Пашич пожал плечами, словно выражая свое искреннее и равнодушное незнание. Еще при первой встрече Вукашин заметил, что, когда перед ним высказывают принципы и идеи, старик пожимает плечами, хмурит брови, притворяясь незнающим и растерянным. Поэтому сейчас, повысив голос, Вукашин шел напролом, повторяя вопрос:
— Чем заняты мы? Мы ратуем за династии и душим друг друга за власть. С властью мы связали свою судьбу. Для нас не хороша только та власть, которая не наша. Вот до чего возвысился наш моральный уровень. Власть — наше проклятие.
— И что случается потом, молодые господа?

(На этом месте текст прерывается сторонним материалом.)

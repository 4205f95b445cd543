// ===============================
// src/simulator.rs
// ===============================
//
// Price path generator (Geometric Brownian Motion, daily step):
// - day 0 = initial_price persis (tanpa random)
// - day i = price[i-1] * exp((mu - sigma^2/2) * dt + sigma * sqrt(dt) * Z)
// - RNG di-seed sekali per panggilan `generate`, satu draw normal per hari (1..N-1)
//
use chrono::{Days, NaiveDate};
use rand::{rngs::StdRng, Rng, SeedableRng};
use rand_distr::StandardNormal;
use tracing::debug;

use crate::config::SimulationParameters;
use crate::domain::PricePoint;
use crate::error::ConfigError;
use crate::metrics::SIM_DAYS;

pub const DAYS_PER_YEAR: f64 = 365.0;

/// Raw GBM path, tanpa tanggal.
pub fn simulate_path(params: &SimulationParameters) -> Vec<f64> {
    let mu = params.annual_drift();
    let sigma = params.annual_volatility();
    let dt = 1.0 / DAYS_PER_YEAR;
    let drift = (mu - 0.5 * sigma * sigma) * dt;
    let diffusion = sigma * dt.sqrt();

    let mut rng = StdRng::seed_from_u64(params.seed());
    let mut prices = Vec::with_capacity(params.day_count());
    prices.push(params.initial_price());

    let mut prev = params.initial_price();
    for _ in 1..params.day_count() {
        let z: f64 = rng.sample(StandardNormal);
        // harus multiplikatif supaya harga tetap > 0
        prev *= (drift + diffusion * z).exp();
        prices.push(prev);
    }
    prices
}

#[derive(Debug, Clone)]
pub struct PriceSimulator {
    start_date: NaiveDate,
}

impl PriceSimulator {
    pub fn new(start_date: NaiveDate) -> Self {
        Self { start_date }
    }

    pub fn start_date(&self) -> NaiveDate {
        self.start_date
    }

    /// Deterministic for a fixed seed: two calls with the same parameters are bit-identical.
    pub fn generate(&self, params: &SimulationParameters) -> Result<Vec<PricePoint>, ConfigError> {
        let day_count = params.day_count();
        if day_count == 0 {
            return Err(ConfigError::InvalidDayCount(0));
        }
        // cek tanggal terakhir dulu, sebelum kerja simulasi
        self.start_date
            .checked_add_days(Days::new((day_count - 1) as u64))
            .ok_or(ConfigError::DateOverflow(day_count))?;

        let points = simulate_path(params)
            .into_iter()
            .enumerate()
            .map(|(i, price)| {
                self.start_date
                    .checked_add_days(Days::new(i as u64))
                    .map(|date| PricePoint { date, price })
                    .ok_or(ConfigError::DateOverflow(day_count))
            })
            .collect::<Result<Vec<_>, _>>()?;

        SIM_DAYS.inc_by(points.len() as u64);
        debug!(
            days = points.len(),
            seed = params.seed(),
            first = points.first().map(|p| p.price),
            last = points.last().map(|p| p.price),
            "price path generated"
        );
        Ok(points)
    }
}

impl Default for PriceSimulator {
    fn default() -> Self {
        Self::new(default_start_date())
    }
}

pub fn default_start_date() -> NaiveDate {
    NaiveDate::from_ymd_opt(2023, 1, 1).expect("2023-01-01 is a valid date")
}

— Потом мы идем по вашему следу, мы боремся за кассы и чиновничьи классы. И тут конец нашим знаниям. Сербия становится государством неспособных чиновников и способных растратчиков. В то время как в Европе думают и созидают.
— Да, я слышу. О Европе разное говорят. И я вижу, что делается и подразумевается всякое. Кто доживет, увидит. Но кому ведомо, у кого что варится? О таком, Вукашин, счастье и о будущем гадают со времен Евиного яблока. Кто глупей придумает, тот и пророк погромче. Кто сильней пострадает, тот и святой покрупнее. Полный календарь святых да пророков. Как здоровье Ачима?
Он и тогда не упустил случая осведомиться о здоровье Ачима — будто они ближайшие друзья, будто не он изгнал его из Главного комитета радикальной партии; будто не он натравил сына на отца. Вукашин справился с собой, хотя ему понравились слова о святых и пророках; он даже улыбнулся.
— У меня не будет ни случая, ни повода передать ему ваши искренние приветствия.
Но Пашич и тогда не услышал иронии. И оскорбления. Он даже брани не слышал. Он слышал только то, что ему было полезно слышать. И когда Вукашин сказал, надевая шляпу: «Мне хотелось бы, чтоб вы были уверены: мои личные счеты с вами никогда не повлияют на мою политическую программу», — голос его дрогнул. Пускай. Пускай и из-за тех слов, которые произнес в ответ Пашич после долгого, медленного поглаживания бороды, после молчания, которое скорее походило на раздумье:
— Это тебе, сынок, самому с собой решать. Когда прижмет. Будет у тебя время подумать как следует. А я скажу тебе кое-что, чего я не знал в твои годы.
— Могу вам заранее сказать: то, чего вы не знали в мои годы, имело бы для меня какое-либо значение лишь в том случае, если б вы и сейчас думали так, как думали, будучи молодым.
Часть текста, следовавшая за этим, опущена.